Btw. I am now a single mum who does EVERYTHING just me and my daughter here and you know what?

It's fucking EASIER! I did it all for years! Now I have one less to look after.

I am not your maid/ mother/ childcare provider/ skivvy

You're doing the household bills too!
And puppy training!

He's got it GOOOOOD!

Rainycloudyday · 13/07/2020 21:32

There’s really nowhere to go with a thread where the OP moans about her awful mysoginistic, lazy, selfish husband but then back-pedals about what a good dad he is and how she loves him far too much to ever leave him. There’s really nothing to say other than good luck OP! I fear you may need it.

FrancesHaHa · 13/07/2020 21:40

If your DD always asks for you at bedtime, you need to go out at that time and her dad will have to manage. You can't just do everything for ever and he never do anything. DD will always ask for you as she's used to you.

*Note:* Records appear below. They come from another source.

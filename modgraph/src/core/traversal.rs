//! Depth-first discovery of components and path-addressed reads/writes.
//!
//! Ordering contract: attributes in insertion order, list elements by index,
//! mapping entries by key. A module is visited at most once per traversal
//! (identity of its `RefCell`), so cyclic graphs terminate.

use std::collections::HashSet;

use tracing::{debug, instrument, warn};

use crate::core::component::Component;
use crate::core::module::Module;
use crate::core::path::{self, Segment, is_addressable_attr, join_attr, join_item};
use crate::error::{ProgramError, Result};

/// Path-level access to the children of a composite.
///
/// Errors are human-readable reasons; callers attach the full path.
pub trait Addressable {
    fn child(&self, segment: &Segment) -> Result<&Component, String>;
    fn child_mut(&mut self, segment: &Segment) -> Result<&mut Component, String>;
    fn set_child(&mut self, segment: &Segment, value: Component) -> Result<(), String>;
}

impl Addressable for Component {
    fn child(&self, segment: &Segment) -> Result<&Component, String> {
        match (self, segment) {
            (Component::List(items), Segment::Item(key)) => {
                let index = list_index(key)?;
                items
                    .get(index)
                    .ok_or_else(|| out_of_range(index, items.len()))
            }
            (Component::Map(items), Segment::Item(key)) => {
                items.get(key).ok_or_else(|| format!("no key '{}'", key))
            }
            (Component::List(_) | Component::Map(_), Segment::Attr(name)) => Err(format!(
                "container elements are addressed as [key], not '.{}'",
                name
            )),
            (other, _) => Err(format!("cannot address into {}", other.kind())),
        }
    }

    fn child_mut(&mut self, segment: &Segment) -> Result<&mut Component, String> {
        match (self, segment) {
            (Component::List(items), Segment::Item(key)) => {
                let index = list_index(key)?;
                let len = items.len();
                items.get_mut(index).ok_or_else(|| out_of_range(index, len))
            }
            (Component::Map(items), Segment::Item(key)) => items
                .get_mut(key)
                .ok_or_else(|| format!("no key '{}'", key)),
            (Component::List(_) | Component::Map(_), Segment::Attr(name)) => Err(format!(
                "container elements are addressed as [key], not '.{}'",
                name
            )),
            (other, _) => Err(format!("cannot address into {}", other.kind())),
        }
    }

    fn set_child(&mut self, segment: &Segment, value: Component) -> Result<(), String> {
        let slot = self.child_mut(segment)?;
        *slot = value;
        Ok(())
    }
}

fn list_index(key: &str) -> Result<usize, String> {
    key.parse::<usize>()
        .map_err(|_| format!("'{}' is not a list index", key))
}

fn out_of_range(index: usize, len: usize) -> String {
    format!("index {} out of range for list of length {}", index, len)
}

/// Traversal knobs.
#[derive(Debug, Clone, Copy, Default, PartialEq, Eq)]
pub struct TraversalOptions {
    /// Yield compiled sub-modules but do not enter them.
    pub skip_compiled: bool,
}

/// Enumerate every reachable predictor and sub-module under `root`.
pub fn enumerate_components(root: &Module) -> Vec<(String, Component)> {
    enumerate_with(root, TraversalOptions::default())
}

/// [`enumerate_components`] with explicit options.
pub fn enumerate_with(root: &Module, options: TraversalOptions) -> Vec<(String, Component)> {
    let mut walker = Walker {
        options,
        visited: HashSet::new(),
        found: Vec::new(),
    };
    walker.visited.insert(root as *const Module);
    walker.walk_module(root, "");
    debug!(count = walker.found.len(), "enumerated components");
    walker.found
}

struct Walker {
    options: TraversalOptions,
    visited: HashSet<*const Module>,
    found: Vec<(String, Component)>,
}

impl Walker {
    fn walk_module(&mut self, module: &Module, prefix: &str) {
        for (name, value) in module.attrs() {
            if !is_addressable_attr(name) {
                debug!(attr = name, "skipping attribute that cannot be addressed by path");
                continue;
            }
            self.walk_value(value, join_attr(prefix, name));
        }
    }

    fn walk_value(&mut self, value: &Component, path: String) {
        match value {
            Component::Predictor(_) => self.found.push((path, value.clone())),
            Component::Module(module) => {
                if !self.visited.insert(module.as_ptr() as *const Module) {
                    return;
                }
                let Ok(inner) = module.try_borrow() else {
                    warn!(path = %path, "module is mutably borrowed; not entering it");
                    self.found.push((path, value.clone()));
                    return;
                };
                self.found.push((path.clone(), value.clone()));
                if self.options.skip_compiled && inner.compiled {
                    return;
                }
                self.walk_module(&inner, &path);
            }
            Component::List(items) => {
                for (index, item) in items.iter().enumerate() {
                    self.walk_value(item, join_item(&path, &index.to_string()));
                }
            }
            Component::Map(items) => {
                for (key, item) in items {
                    self.walk_value(item, join_item(&path, key));
                }
            }
            Component::Opaque(_) => {}
        }
    }
}

/// Read the component at `path`, relative to `root`.
pub fn get_by_path(root: &Module, path: &str) -> Result<Component> {
    let segments = path::parse(path)?;
    get_in_module(root, &segments, path)
}

fn get_in_module(module: &Module, segments: &[Segment], path: &str) -> Result<Component> {
    let Some((first, rest)) = segments.split_first() else {
        return Err(ProgramError::unresolved(path, "empty path"));
    };
    let child = module
        .child(first)
        .map_err(|reason| ProgramError::unresolved(path, reason))?;
    get_in_component(child, rest, path)
}

fn get_in_component(component: &Component, segments: &[Segment], path: &str) -> Result<Component> {
    let Some((first, rest)) = segments.split_first() else {
        return Ok(component.clone());
    };
    if let Component::Module(module) = component {
        let inner = module
            .try_borrow()
            .map_err(|_| ProgramError::unresolved(path, "module is mutably borrowed"))?;
        return get_in_module(&inner, segments, path);
    }
    let child = component
        .child(first)
        .map_err(|reason| ProgramError::unresolved(path, reason))?;
    get_in_component(child, rest, path)
}

/// Replace the component at `path` in place.
///
/// Every segment must already resolve; this never creates attributes, list
/// slots or mapping keys.
#[instrument(level = "debug", skip(root, value), fields(kind = value.kind()))]
pub fn set_by_path(root: &mut Module, path: &str, value: Component) -> Result<()> {
    let segments = path::parse(path)?;
    set_in_module(root, &segments, value, path)?;
    debug!("component replaced");
    Ok(())
}

fn set_in_module(
    module: &mut Module,
    segments: &[Segment],
    value: Component,
    path: &str,
) -> Result<()> {
    let Some((first, rest)) = segments.split_first() else {
        return Err(ProgramError::unresolved(path, "empty path"));
    };
    if rest.is_empty() {
        return module
            .set_child(first, value)
            .map_err(|reason| ProgramError::unresolved(path, reason));
    }
    let child = module
        .child_mut(first)
        .map_err(|reason| ProgramError::unresolved(path, reason))?;
    set_in_component(child, rest, value, path)
}

fn set_in_component(
    component: &mut Component,
    segments: &[Segment],
    value: Component,
    path: &str,
) -> Result<()> {
    let Some((first, rest)) = segments.split_first() else {
        return Err(ProgramError::unresolved(path, "empty path"));
    };
    if let Component::Module(module) = component {
        let module = module.clone();
        let mut inner = module
            .try_borrow_mut()
            .map_err(|_| ProgramError::unresolved(path, "module is already borrowed"))?;
        return set_in_module(&mut inner, segments, value, path);
    }
    if rest.is_empty() {
        return component
            .set_child(first, value)
            .map_err(|reason| ProgramError::unresolved(path, reason));
    }
    let child = component
        .child_mut(first)
        .map_err(|reason| ProgramError::unresolved(path, reason))?;
    set_in_component(child, rest, value, path)
}

#[cfg(test)]
mod tests {
    use super::*;
    use crate::core::component::Predictor;
    use crate::test_support::{list, map, predictor, shared};
    use serde_json::json;

    fn paths(root: &Module) -> Vec<String> {
        enumerate_components(root)
            .into_iter()
            .map(|(path, _)| path)
            .collect()
    }

    #[test]
    fn walks_attributes_then_indices_then_keys() {
        let inner = Module::new()
            .with_attr("generate", predictor("q -> a"))
            .with_attr("temperature", json!(0.7));
        let root = Module::new()
            .with_attr("retrieve", predictor("q -> passages"))
            .with_attr("steps", list(vec![predictor("s0"), inner.into()]))
            .with_attr(
                "by_lang",
                map(vec![("fr", predictor("fr")), ("de", predictor("de"))]),
            );

        assert_eq!(
            paths(&root),
            vec![
                "retrieve",
                "steps[0]",
                "steps[1]",
                "steps[1].generate",
                "by_lang[de]",
                "by_lang[fr]",
            ]
        );
    }

    #[test]
    fn aliased_module_is_visited_once() {
        let shared_child = shared(Module::new().with_attr("p", predictor("x -> y")));
        let root = Module::new()
            .with_attr("first", shared_child.clone())
            .with_attr("second", shared_child);

        assert_eq!(paths(&root), vec!["first", "first.p"]);
    }

    #[test]
    fn compiled_modules_are_not_entered_when_skipping() {
        let mut frozen = Module::new().with_attr("p", predictor("x -> y"));
        frozen.compiled = true;
        let root = Module::new().with_attr("frozen", frozen);

        let found = enumerate_with(&root, TraversalOptions { skip_compiled: true });
        let names: Vec<_> = found.iter().map(|(path, _)| path.as_str()).collect();
        assert_eq!(names, vec!["frozen"]);
        assert_eq!(paths(&root), vec!["frozen", "frozen.p"]);
    }

    #[test]
    fn get_by_path_resolves_nested_containers() {
        let root = Module::new().with_attr(
            "steps",
            list(vec![map(vec![("draft", predictor("d -> e"))])]),
        );
        let found = get_by_path(&root, "steps[0][draft]").expect("resolve");
        assert_eq!(found.as_predictor(), Some(&Predictor::new("d -> e")));
    }

    #[test]
    fn set_by_path_replaces_inside_submodule() {
        let mut root = Module::new().with_attr(
            "qa",
            Module::new().with_attr("generate", predictor("q -> a")),
        );
        set_by_path(&mut root, "qa.generate", predictor("q -> short_a")).expect("set");

        let found = get_by_path(&root, "qa.generate").expect("get");
        assert_eq!(found.as_predictor(), Some(&Predictor::new("q -> short_a")));
    }

    #[test]
    fn set_by_path_reports_unresolved_segments() {
        let mut root = Module::new()
            .with_attr("steps", list(vec![predictor("a")]))
            .with_attr("lookup", map(vec![("k", predictor("b"))]))
            .with_attr("limit", json!(3));

        for bad in ["missing", "steps[1]", "steps[x]", "lookup[nope]", "limit[0]", "steps.p"] {
            let err = set_by_path(&mut root, bad, predictor("z")).expect_err(bad);
            assert!(
                matches!(err, ProgramError::PathResolution { .. }),
                "{bad}: {err}"
            );
        }
    }

    #[test]
    fn cyclic_write_through_borrowed_module_fails_cleanly() {
        let root = shared(Module::new().with_attr("p", predictor("a")));
        let child = shared(Module::new().with_attr("parent", root.clone()));
        root.borrow_mut().set_attr("child", child);

        let mut guard = root.borrow_mut();
        let err = set_by_path(&mut guard, "child.parent.p", predictor("b")).expect_err("borrowed");
        assert!(matches!(err, ProgramError::PathResolution { .. }));
    }
}
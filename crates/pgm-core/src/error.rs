//! Error types for pgm-core

use thiserror::Error;

/// Core error type for pgmigrate
#[derive(Error, Debug)]
pub enum CoreError {
    /// E001: Connection config file not found
    #[error("[E001] Config file not found: {path}")]
    ConfigNotFound { path: String },

    /// E002: Failed to parse connection config file
    #[error("[E002] Failed to parse config: {0}")]
    ConfigParseError(#[from] serde_yaml::Error),

    /// E003: Invalid connection config value
    #[error("[E003] Invalid config: {message}")]
    ConfigInvalid { message: String },

    /// E004: Manifest file not found under the base directory
    #[error("[E004] Manifest not found: {path}")]
    ManifestNotFound { path: String },

    /// E005: Manifest names a migration whose backing file is missing
    #[error("[E005] Migration file for '{name}' not found: {path}")]
    MissingMigrationFile { name: String, path: String },

    /// E006: The same migration name appears twice in the manifest
    #[error("[E006] Duplicate migration name: {name}")]
    DuplicateMigration { name: String },

    /// E007: A migration file segmented into zero statements
    #[error("[E007] Migration contains no statements: {path}")]
    EmptyMigration { path: String },

    /// E008: The database recorded more migrations than the manifest declares
    #[error(
        "[E008] History has {history} applied migrations but the catalog only declares {catalog}: \
         the database is ahead of this codebase"
    )]
    HistoryLongerThanCatalog { history: usize, catalog: usize },

    /// E009: Catalog and history disagree at a shared position
    #[error(
        "[E009] Migration history diverges at position {index}: catalog declares '{expected}' \
         but the database applied '{found}'"
    )]
    DivergentHistory {
        index: usize,
        expected: String,
        found: String,
    },

    /// E010: IO error with file path context
    #[error("[E010] Failed to read '{path}': {source}")]
    IoWithPath {
        path: String,
        source: std::io::Error,
    },
}

/// Result type alias for CoreError
pub type CoreResult<T> = Result<T, CoreError>;
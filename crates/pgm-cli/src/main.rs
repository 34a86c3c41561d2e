//! pgmigrate CLI - applies ordered SQL migrations to PostgreSQL exactly once

use anyhow::Result;
use clap::Parser;

mod cli;
mod commands;
mod context;

use cli::{Cli, Commands};

#[tokio::main]
async fn main() -> Result<()> {
    let cli = Cli::parse();
    init_logging(cli.global.verbose);

    match &cli.command {
        Commands::Migrate => commands::migrate::execute(&cli.global).await,
        Commands::Status => commands::status::execute(&cli.global).await,
    }
}

fn init_logging(verbose: bool) {
    let default_filter = if verbose { "debug" } else { "info" };
    env_logger::Builder::from_env(env_logger::Env::default().default_filter_or(default_filter))
        .format_timestamp(None)
        .init();
}
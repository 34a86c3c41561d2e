//! The migration record shared between catalog and history.

use chrono::{DateTime, Utc};
use serde::{Deserialize, Serialize};
use std::path::PathBuf;

/// A single schema migration.
///
/// Catalog entries are rebuilt from the manifest on every run and carry a
/// resolved `filepath`; history rows come back from the tracking table with
/// the server-assigned `created` timestamp instead. The `filepath` is
/// transient and never persisted.
#[derive(Debug, Clone, PartialEq, Serialize, Deserialize)]
pub struct Migration {
    /// Unique identifier, taken verbatim from the manifest line
    pub name: String,

    /// Position in the catalog (and apply order), starting at 0
    pub ordinal: i32,

    /// Resolved path to the SQL file; absent on rows read from history
    #[serde(default, skip_serializing_if = "Option::is_none")]
    pub filepath: Option<PathBuf>,

    /// MD5 of the migration file content
    pub md5: String,

    /// Server-assigned apply timestamp; absent until the migration is applied
    #[serde(default, skip_serializing_if = "Option::is_none")]
    pub created: Option<DateTime<Utc>>,

    /// Whether the migration is considered production-grade
    pub production: bool,
}

impl Migration {
    /// A catalog entry that has not been applied yet
    pub fn pending(name: impl Into<String>, ordinal: i32, filepath: PathBuf, md5: String) -> Self {
        Self {
            name: name.into(),
            ordinal,
            filepath: Some(filepath),
            md5,
            created: None,
            production: true,
        }
    }

    /// A history row read back from the tracking table
    pub fn applied(
        name: impl Into<String>,
        ordinal: i32,
        md5: String,
        created: DateTime<Utc>,
        production: bool,
    ) -> Self {
        Self {
            name: name.into(),
            ordinal,
            filepath: None,
            md5,
            created: Some(created),
            production,
        }
    }
}
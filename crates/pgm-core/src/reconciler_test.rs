use super::*;
use chrono::Utc;
use std::path::PathBuf;

fn declared(name: &str, ordinal: i32) -> Migration {
    Migration::pending(
        name,
        ordinal,
        PathBuf::from(format!("migrations/{name}")),
        format!("md5-{name}"),
    )
}

fn applied(name: &str, ordinal: i32) -> Migration {
    Migration::applied(name, ordinal, format!("md5-{name}"), Utc::now(), true)
}

#[test]
fn test_empty_history_everything_pending() {
    let catalog = vec![declared("a.sql", 0), declared("b.sql", 1)];
    let result = pending(&catalog, &[]).unwrap();
    assert_eq!(result.len(), 2);
    assert_eq!(result[0].name, "a.sql");
}

#[test]
fn test_prefix_history_returns_suffix() {
    let catalog = vec![declared("a.sql", 0), declared("b.sql", 1), declared("c.sql", 2)];
    let history = vec![applied("a.sql", 0)];

    let result = pending(&catalog, &history).unwrap();
    assert_eq!(result.len(), 2);
    assert_eq!(result[0].name, "b.sql");
    assert_eq!(result[1].name, "c.sql");
}

#[test]
fn test_full_history_nothing_pending() {
    let catalog = vec![declared("a.sql", 0), declared("b.sql", 1)];
    let history = vec![applied("a.sql", 0), applied("b.sql", 1)];

    assert!(pending(&catalog, &history).unwrap().is_empty());
}

#[test]
fn test_history_longer_than_catalog() {
    let catalog = vec![declared("a.sql", 0)];
    let history = vec![applied("a.sql", 0), applied("b.sql", 1)];

    let err = pending(&catalog, &history).unwrap_err();
    assert!(matches!(
        err,
        CoreError::HistoryLongerThanCatalog { history: 2, catalog: 1 }
    ));
}

#[test]
fn test_divergence_reported_at_first_mismatch() {
    // history [A, B], catalog [A, C] -> divergence at index 1
    let catalog = vec![declared("a.sql", 0), declared("c.sql", 1)];
    let history = vec![applied("a.sql", 0), applied("b.sql", 1)];

    let err = pending(&catalog, &history).unwrap_err();
    match err {
        CoreError::DivergentHistory { index, expected, found } => {
            assert_eq!(index, 1);
            assert_eq!(expected, "c.sql");
            assert_eq!(found, "b.sql");
        }
        other => panic!("unexpected error: {other}"),
    }
}

#[test]
fn test_divergence_at_index_zero() {
    let catalog = vec![declared("x.sql", 0)];
    let history = vec![applied("y.sql", 0)];

    let err = pending(&catalog, &history).unwrap_err();
    assert!(matches!(err, CoreError::DivergentHistory { index: 0, .. }));
}
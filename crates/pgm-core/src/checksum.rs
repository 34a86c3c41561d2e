//! MD5 checksum utility for migration content hashes.
//!
//! The tracking table stores an md5 per applied migration, so the hash
//! function follows the persisted schema.

use md5::{Digest, Md5};

/// Compute the lowercase hex MD5 digest of a string
pub fn md5_hex(s: &str) -> String {
    let mut hasher = Md5::new();
    hasher.update(s.as_bytes());
    let result = hasher.finalize();
    format!("{:x}", result)
}

#[cfg(test)]
mod tests {
    use super::*;

    #[test]
    fn test_md5_hex_known_value() {
        // md5("") is the canonical empty digest
        assert_eq!(md5_hex(""), "d41d8cd98f00b204e9800998ecf8427e");
        assert_eq!(md5_hex("select 1"), md5_hex("select 1"));
        assert_ne!(md5_hex("select 1"), md5_hex("select 2"));
    }
}
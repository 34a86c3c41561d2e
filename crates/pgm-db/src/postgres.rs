//! PostgreSQL backend implementation

use crate::error::{DbError, DbResult};
use crate::traits::Database;
use async_trait::async_trait;
use pgm_core::{ConnectParams, Migration};
use tokio_postgres::{Client, NoTls, SimpleQueryMessage};

/// Name of the migration tracking table
pub const TRACKING_TABLE: &str = "pg_migrations";

/// Tracking table DDL. `created` is assigned by the server at insert time.
const CREATE_TRACKING_TABLE: &str = "\
CREATE TABLE IF NOT EXISTS pg_migrations (
    name        text PRIMARY KEY,
    ordinal     integer NOT NULL,
    created     timestamptz NOT NULL DEFAULT now(),
    md5         text NOT NULL,
    production  boolean NOT NULL DEFAULT true
)";

const SELECT_HISTORY: &str =
    "SELECT name, ordinal, md5, created, production FROM pg_migrations ORDER BY ordinal ASC";

const INSERT_HISTORY: &str =
    "INSERT INTO pg_migrations (name, ordinal, md5, production) VALUES ($1, $2, $3, $4)";

const LOCK_TRACKING_TABLE: &str = "LOCK TABLE pg_migrations IN ACCESS EXCLUSIVE MODE";

const SET_ISOLATION: &str =
    "SET SESSION CHARACTERISTICS AS TRANSACTION ISOLATION LEVEL SERIALIZABLE";

const TABLE_EXISTS: &str = "SELECT EXISTS (
    SELECT 1 FROM information_schema.tables
    WHERE table_schema = current_schema() AND table_name = $1
)";

/// PostgreSQL database backend
pub struct PostgresBackend {
    client: Client,
}

impl PostgresBackend {
    /// Connect using the given parameter bag.
    ///
    /// The driver's connection task is spawned onto the runtime and logs
    /// any terminal error; dropping the backend shuts it down.
    pub async fn connect(params: &ConnectParams) -> DbResult<Self> {
        let conn_str = params.to_connection_string();
        let (client, connection) = tokio_postgres::connect(&conn_str, NoTls)
            .await
            .map_err(|e| DbError::ConnectionError(e.to_string()))?;

        tokio::spawn(async move {
            if let Err(e) = connection.await {
                log::error!("postgres connection error: {e}");
            }
        });

        Ok(Self { client })
    }

    /// Wrap an already-connected client (tests, pooled callers)
    pub fn from_client(client: Client) -> Self {
        Self { client }
    }
}

#[async_trait]
impl Database for PostgresBackend {
    async fn execute(&self, sql: &str) -> DbResult<u64> {
        // Simple protocol: migration DDL is not always preparable
        let messages = self
            .client
            .simple_query(sql)
            .await
            .map_err(|e| DbError::ExecutionError(format!("{}: {}", e, sql)))?;

        let mut affected = 0;
        for message in messages {
            if let SimpleQueryMessage::CommandComplete(count) = message {
                affected += count;
            }
        }
        Ok(affected)
    }

    async fn set_strictest_isolation(&self) -> DbResult<()> {
        self.client
            .batch_execute(SET_ISOLATION)
            .await
            .map_err(|e| DbError::ExecutionError(format!("set isolation failed: {e}")))
    }

    async fn tracking_table_exists(&self) -> DbResult<bool> {
        let row = self
            .client
            .query_one(TABLE_EXISTS, &[&TRACKING_TABLE])
            .await
            .map_err(|e| DbError::QueryError(format!("existence probe failed: {e}")))?;
        Ok(row.get(0))
    }

    async fn create_tracking_table(&self) -> DbResult<()> {
        self.client
            .batch_execute(CREATE_TRACKING_TABLE)
            .await
            .map_err(|e| DbError::ExecutionError(format!("create tracking table failed: {e}")))
    }

    async fn lock_tracking_table(&self) -> DbResult<()> {
        self.client
            .batch_execute(LOCK_TRACKING_TABLE)
            .await
            .map_err(|e| DbError::ExecutionError(format!("lock tracking table failed: {e}")))
    }

    async fn applied_migrations(&self) -> DbResult<Vec<Migration>> {
        let rows = self
            .client
            .query(SELECT_HISTORY, &[])
            .await
            .map_err(|e| DbError::QueryError(format!("history read failed: {e}")))?;

        Ok(rows
            .iter()
            .map(|row| {
                Migration::applied(
                    row.get::<_, String>("name"),
                    row.get::<_, i32>("ordinal"),
                    row.get::<_, String>("md5"),
                    row.get("created"),
                    row.get::<_, bool>("production"),
                )
            })
            .collect())
    }

    async fn record_migration(&self, migration: &Migration) -> DbResult<()> {
        self.client
            .execute(
                INSERT_HISTORY,
                &[
                    &migration.name,
                    &migration.ordinal,
                    &migration.md5,
                    &migration.production,
                ],
            )
            .await
            .map_err(|e| {
                DbError::QueryError(format!("recording '{}' failed: {e}", migration.name))
            })?;
        Ok(())
    }

    async fn begin(&self) -> DbResult<()> {
        self.client
            .batch_execute("BEGIN")
            .await
            .map_err(|e| DbError::TransactionError(format!("BEGIN failed: {e}")))
    }

    async fn commit(&self) -> DbResult<()> {
        self.client
            .batch_execute("COMMIT")
            .await
            .map_err(|e| DbError::TransactionError(format!("COMMIT failed: {e}")))
    }

    async fn rollback(&self) -> DbResult<()> {
        self.client
            .batch_execute("ROLLBACK")
            .await
            .map_err(|e| DbError::TransactionError(format!("ROLLBACK failed: {e}")))
    }

    fn db_type(&self) -> &'static str {
        "postgres"
    }
}
use super::*;
use tempfile::TempDir;

fn base_args() -> GlobalArgs {
    GlobalArgs {
        verbose: false,
        base_dir: ".".to_string(),
        config: None,
        environment: "development".to_string(),
        host: None,
        port: None,
        dbname: None,
        user: None,
        password: None,
        options: Vec::new(),
    }
}

#[test]
fn test_flags_only() {
    let mut args = base_args();
    args.dbname = Some("app".to_string());
    args.host = Some("localhost".to_string());

    let params = resolve_params(&args).unwrap();
    assert_eq!(params.dbname.as_deref(), Some("app"));
    assert_eq!(params.host.as_deref(), Some("localhost"));
}

#[test]
fn test_flags_override_env_file() {
    let temp = TempDir::new().unwrap();
    let config = temp.path().join("database.yml");
    std::fs::write(
        &config,
        "test:\n  database: from_file\n  host: filehost\n  port: 5432\n",
    )
    .unwrap();

    let mut args = base_args();
    args.config = Some(config.display().to_string());
    args.environment = "test".to_string();
    args.dbname = Some("from_flag".to_string());
    args.options = vec![("application_name".to_string(), "pgm".to_string())];

    let params = resolve_params(&args).unwrap();
    assert_eq!(params.dbname.as_deref(), Some("from_flag"));
    assert_eq!(params.host.as_deref(), Some("filehost"));
    assert_eq!(params.port, Some(5432));
    assert_eq!(
        params.extra,
        vec![("application_name".to_string(), "pgm".to_string())]
    );
}

#[test]
fn test_missing_dbname_rejected() {
    let mut args = base_args();
    args.host = Some("localhost".to_string());

    let err = resolve_params(&args).unwrap_err();
    assert!(err.to_string().contains("no database name"));
}
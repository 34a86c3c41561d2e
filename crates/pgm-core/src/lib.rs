//! pgm-core - Core library for pgmigrate
//!
//! This crate provides the migration data model, manifest/catalog loading,
//! the SQL statement segmenter, the history reconciler, and connection
//! configuration shared across all pgmigrate components.

pub mod catalog;
pub mod checksum;
pub mod config;
pub mod error;
pub mod migration;
pub mod reconciler;
pub mod segmenter;

pub use catalog::{load_catalog, MANIFEST_FILENAME, MIGRATIONS_DIR};
pub use checksum::md5_hex;
pub use config::ConnectParams;
pub use error::{CoreError, CoreResult};
pub use migration::Migration;
pub use reconciler::pending;
pub use segmenter::segment;
//! Migration catalog built from the on-disk manifest.
//!
//! The manifest at `<base>/manifest` declares one migration identifier per
//! line; its order is authoritative and must never be reordered once an
//! entry has been applied anywhere. Each identifier resolves to a SQL file
//! under `<base>/migrations/`.

use crate::checksum::md5_hex;
use crate::error::{CoreError, CoreResult};
use crate::migration::Migration;
use std::collections::HashSet;
use std::fs;
use std::path::Path;

/// Manifest file name under the base directory
pub const MANIFEST_FILENAME: &str = "manifest";

/// Directory holding migration SQL files under the base directory
pub const MIGRATIONS_DIR: &str = "migrations";

/// Line prefix marking a manifest comment
const COMMENT_MARKER: char = '#';

/// Build the ordered migration catalog from `<base>/manifest`.
///
/// Blank lines and `#`-prefixed lines are ignored; ordinals follow the
/// position among kept lines. Every entry's backing file must exist; its
/// content is hashed at load time.
pub fn load_catalog(base: &Path) -> CoreResult<Vec<Migration>> {
    let manifest_path = base.join(MANIFEST_FILENAME);
    if !manifest_path.is_file() {
        return Err(CoreError::ManifestNotFound {
            path: manifest_path.display().to_string(),
        });
    }

    let text = fs::read_to_string(&manifest_path).map_err(|source| CoreError::IoWithPath {
        path: manifest_path.display().to_string(),
        source,
    })?;

    let mut catalog = Vec::new();
    let mut seen = HashSet::new();

    for line in text.lines() {
        let name = line.trim();
        if name.is_empty() || name.starts_with(COMMENT_MARKER) {
            continue;
        }

        if !seen.insert(name.to_string()) {
            return Err(CoreError::DuplicateMigration {
                name: name.to_string(),
            });
        }

        let filepath = base.join(MIGRATIONS_DIR).join(name);
        if !filepath.is_file() {
            return Err(CoreError::MissingMigrationFile {
                name: name.to_string(),
                path: filepath.display().to_string(),
            });
        }

        let content = fs::read_to_string(&filepath).map_err(|source| CoreError::IoWithPath {
            path: filepath.display().to_string(),
            source,
        })?;

        let ordinal = catalog.len() as i32;
        catalog.push(Migration::pending(name, ordinal, filepath, md5_hex(&content)));
    }

    log::debug!(
        "loaded catalog of {} migrations from {}",
        catalog.len(),
        manifest_path.display()
    );

    Ok(catalog)
}

#[cfg(test)]
#[path = "catalog_test.rs"]
mod tests;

This always makes me sad to see dads with such poor relationships with their kids. I don't mean that they don't have fun with them, but a meaningful relationship with your children takes the hard graft of properly spending time with them.

Lewis13 · 13/07/2020 21:52

Our conversation has now lead to him grumpily speeding off to Tesco to do the weekly shop. I feel like this is how it's going to be for a few days....will see if it calms down with him just helping or just falling back into old ways.

I really did want to seek your opinion and advice. I do love my husband, we have a laugh when we take time to spend together, but I take on board what everyone is saying about being a dad. Being a dad isn't just about spending time with my wee girl, it's about mucking in when it is needed.

I ament just ignoring you, but I wouldn't leave him just for this. My mum always said people need to try more at their marriages, my parents were married 44 years before she passed so would like to do everything I can to try before giving up.

OP posts:
RandomMess · 13/07/2020 22:04

I think when your partner just leaves all the parenting and housework to the other and unilaterally decides it their job it is degrading/insulting and LAZY!

Working and do nothing at home and zero hands on parenting is far far far easier than being the parent parent and running a house! I've done both...

RandomMess · 13/07/2020 22:05

I think when your partner just leaves all the parenting and housework to the other and unilaterally decides it their job it is degrading/insulting and LAZY!

Working and do nothing at home and zero hands on parenting is far far far easier than being the parent parent and running a house! I've done both...

Stella8686 · 13/07/2020 22:28

@Lewis13 I hope you get higher standards.

Do try to improve it. But be aware that he won't want things to change! He's got it great!

You really do need to ignore his messes. Don't pick up after him and start making plans when you won't be home. Start an exercise class get a job.

I used to do 1 class a week. I had to leave at 6pm class was 6.30-7.30pm home for 8pm

He has to do bath bedtime and sort his own dinner.